UNITED STATES DISTRICT COURT FOR THE EASTERN DISTRICT OF VIRGINIA Alexandria Division
Mar 24, 2017
Civil No. 1:16-cv-1143-GBL-MSN (E.D. Va. Mar. 24, 2017)

Opinion

Civil No. 1:16-cv-1143-GBL-MSN

03-24-2017

PATRICK HATELY, Plaintiff, v. NICOLE TORRENZANO, Defendant.


REPORT & RECOMMENDATION

This matter is before the Court on Plaintiff's Motion to Amend Complaint (Dkt. No. 33). Having reviewed the record and pleadings, the undersigned Magistrate Judge recommends denying the Motion for the reasons that follow.

I. Factual Background

On September 7, 2016, Plaintiff Patrick Hately, through counsel, filed a Complaint against Defendants Nicole Torrenzano and David Watts for alleged violations of the Computer Fraud and Abuse Act ("CFAA"), 18 U.S.C. § 1030, Stored Communications Act ("SCA"), 18 U.S.C. § 2701, and Virginia computer fraud, trespass, and privacy statutes. See Compl. (Dkt. No. 1). Plaintiff alleges that he was in a five-year relationship with Defendant Torrenzano, with whom he has two children together. Id. ¶ 7. Plaintiff further alleges that Defendants were also in a relationship "during all relevant time periods." Id. ¶ 9. Defendant David Watts was married to Audrey Watts at the time of the alleged relationship with Defendant Torrenzano. Id. ¶ 10. After Plaintiff and Defendant Torrenzano separated in March or April 2015, Mrs. Watts asked Plaintiff about the relationship between Defendants. Id. ¶¶ 8, 12. In or around June 2015, Defendant Torrenzano allegedly discovered that Mrs. Watts had contacted Plaintiff. Id. ¶ 13. Plaintiff alleges that in or around October 2015, Defendants, without his permission, "accessed [his] secured [cell phone, banking, and e-mail] accounts for purposes of collecting information that could be used against Plaintiff in the custody proceeding." Id. ¶¶ 20, 60. In November 2015, Defendant Torrenzano "filed a petition for custody, support, and visitation." Id. ¶ 58.

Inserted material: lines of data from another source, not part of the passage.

#[test]
fn test_forged_block_refused_by_verifiers() {
    init_logging();
    let cothority = Cothority::new(3);
    let admin = cothority.bootstrap_admin(b"admin");

    let devices = Devices::new(&["d1", "d2"]);
    let data = devices.data(2, &cothority.roster);
    let reply = cothority.create_identity(&admin, data.clone()).unwrap();

    // Offer a successor with no votes straight to the skipchain: every
    // conode's verifier must refuse it.
    let mut forged = data.clone();
    forged.storage.insert("evil".into(), b"yes".to_vec());
    let bytes = bincode::serialize(&forged).unwrap();
    let err = cothority
        .skipchain
        .store_block(&reply.data, &cothority.roster, &bytes, None);
    assert!(matches!(err, Err(SkipchainError::VerificationFailed(_))));

    // With a threshold of signatures the same payload goes through.
    let mut signed = forged.clone();
    let hash = signed.hash();
    for name in ["d1", "d2"] {
        signed
            .votes
            .insert(name.into(), devices.keypairs[name].sign(&hash));
    }
    let bytes = bincode::serialize(&signed).unwrap();
    cothority
        .skipchain
        .store_block(&reply.data, &cothority.roster, &bytes, None)
        .unwrap();
}

#[test]
fn test_checkpoint_restart_and_catch_up() {
    init_logging();
    let cothority = Cothority::new(3);
    let admin = cothority.bootstrap_admin(b"admin");

    let devices = Devices::new(&["d1"]);
    let data = devices.data(1, &cothority.roster);
    let reply = cothority.create_identity(&admin, data.clone()).unwrap();
    let id = IdentityId(reply.data.hash);

    // Capture conode 2's checkpoint before the commit.
    let stale_bytes = cothority.stores[2].get(b"storage").unwrap().unwrap();

    // Checkpoints are byte-stable across decode/encode.
    let decoded: StorageMap = bincode::deserialize(&stale_bytes).unwrap();
    assert_eq!(bincode::serialize(&decoded).unwrap(), stale_bytes);

    // Commit a change while conode 2 is "offline".
    let proposed = propose(&cothority, id, &data, "foo", b"bar").unwrap();
    devices.vote(cothority.leader(), id, "d1", &proposed).unwrap();

    // Restart conode 2 from its stale checkpoint; it rejoins the network
    // knowing only the genesis state.
    let stale_store = Arc::new(InMemoryKVStore::new());
    stale_store.put(b"storage", &stale_bytes).unwrap();
    let restarted = Cothority::start_node(
        &cothority.nodes[2].server().address.clone(),
        &cothority.skipchain,
        &cothority.network,
        stale_store,
    );
    let state = restarted.identity_state(&id).unwrap();
    assert!(state.latest.storage.is_empty());

    // A data update walks the chain and adopts the committed block.
    let update = restarted.data_update(&DataUpdate { id }).unwrap();
    assert_eq!(update.data.storage["foo"], b"bar".to_vec());
    let state = restarted.identity_state(&id).unwrap();
    assert_eq!(state.chain_data.index, 1);
}

#[test]
fn test_concurrent_identities_commit_independently() {
    init_logging();
    let cothority = Arc::new(Cothority::new(3));
    let admin = cothority.bootstrap_admin(b"admin");

    let mut handles = Vec::new();
    for i in 0..4 {
        let cothority = cothority.clone();
        let devices = Devices::new(&["d1", "d2"]);
        let mut data = devices.data(2, &cothority.roster);
        data.storage.insert("slot".into(), vec![i as u8]);
        let reply = cothority.create_identity(&admin, data.clone()).unwrap();
        let id = IdentityId(reply.data.hash);

        handles.push(std::thread::spawn(move || {
            let proposed = propose(&cothority, id, &data, "value", &[i as u8]).unwrap();
            devices.vote(cothority.leader(), id, "d1", &proposed).unwrap();
            let reply = devices.vote(cothority.leader(), id, "d2", &proposed).unwrap();
            assert!(reply.data.is_some());
            id
        }));
    }

    for (i, handle) in handles.into_iter().enumerate() {
        let id = handle.join().expect("thread completed");
        for node in &cothority.nodes {
            let state = node.identity_state(&id).unwrap();
            assert_eq!(state.latest.storage["value"], vec![i as u8]);
            assert!(state.proposed.is_none());
        }
    }
}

Plaintiff alleges that in March 2016, Defendant Torrenzano was deposed as part of the divorce proceedings of Defendant Watts and Audrey Watts. Compl. ¶¶ 10, 11 (Dkt. No. 1).

Plaintiff alleges that Defendant Torrenzano first accessed his accounts without permission in July 2015. Compl. ¶ 14 (Dkt. No. 1).

II. Procedural Background

On October 6, 2016, Plaintiff voluntarily moved to dismiss Defendant Watts, and this Court dismissed Watts without prejudice on October 25, 2016. See Notice (Dkt. No. 7); Order (Dkt. No. 12). On October 24, 2016, Defendant Torrenzano filed a motion to dismiss pursuant to Federal Rule of Civil Procedure ("FRCP") 12(b)(6) (Dkt. No. 10), which was denied as moot on November 7, 2016 after Plaintiff filed an Amended Complaint ("First Amended Complaint") on November 4, 2016. See Am. Compl. (Dkt. No. 21); Order (Dkt. No. 22). On November 11, 2016, Defendant Torrenzano filed a second motion to dismiss the First Amended Complaint (Dkt. No. 23), which was granted without prejudice, on December 2, 2016, as to counts I (CFAA), III (Virginia computer fraud), IV (Virginia computer trespass), and V (Virginia computer invasion of privacy), and denied as to count II (SCA). See Order (Dkt. No. 30). Defendant answered the First Amended Complaint on December 16, 2016. See Dkt. No. 32.

For factual background, the allegations in the original complaint (Dkt. No. 1) are similar to those in the First Amended Complaint (Dkt. No. 21), but the latter excludes David Watts as a named defendant.

On February 13, 2017, Plaintiff moved to amend the complaint by re-pleading counts I, III, IV, and V against Defendant Torrenzano, and renaming David Watts as a Defendant with respect to all five counts. See Dkt. No. 33. Plaintiff also filed a waiver of oral argument. See Dkt. No. 34. On February 20, 2017, Defendant Torrenzano filed a Notice of Intent to Oppose Plaintiff's Motion, which stated that Defendant opposed waiver of oral argument. See Dkt. No. 37. On February 27, 2017, Defendant Torrenzano filed her opposition brief and noticed the matter for oral argument on March 17, 2017. See Dkt. Nos. 42, 43. On February 27, 2017, David Watts filed an opposition brief. See Dkt. No. 41. Plaintiff filed reply briefs on March 6, 2017. See Dkt. Nos. 45, 46.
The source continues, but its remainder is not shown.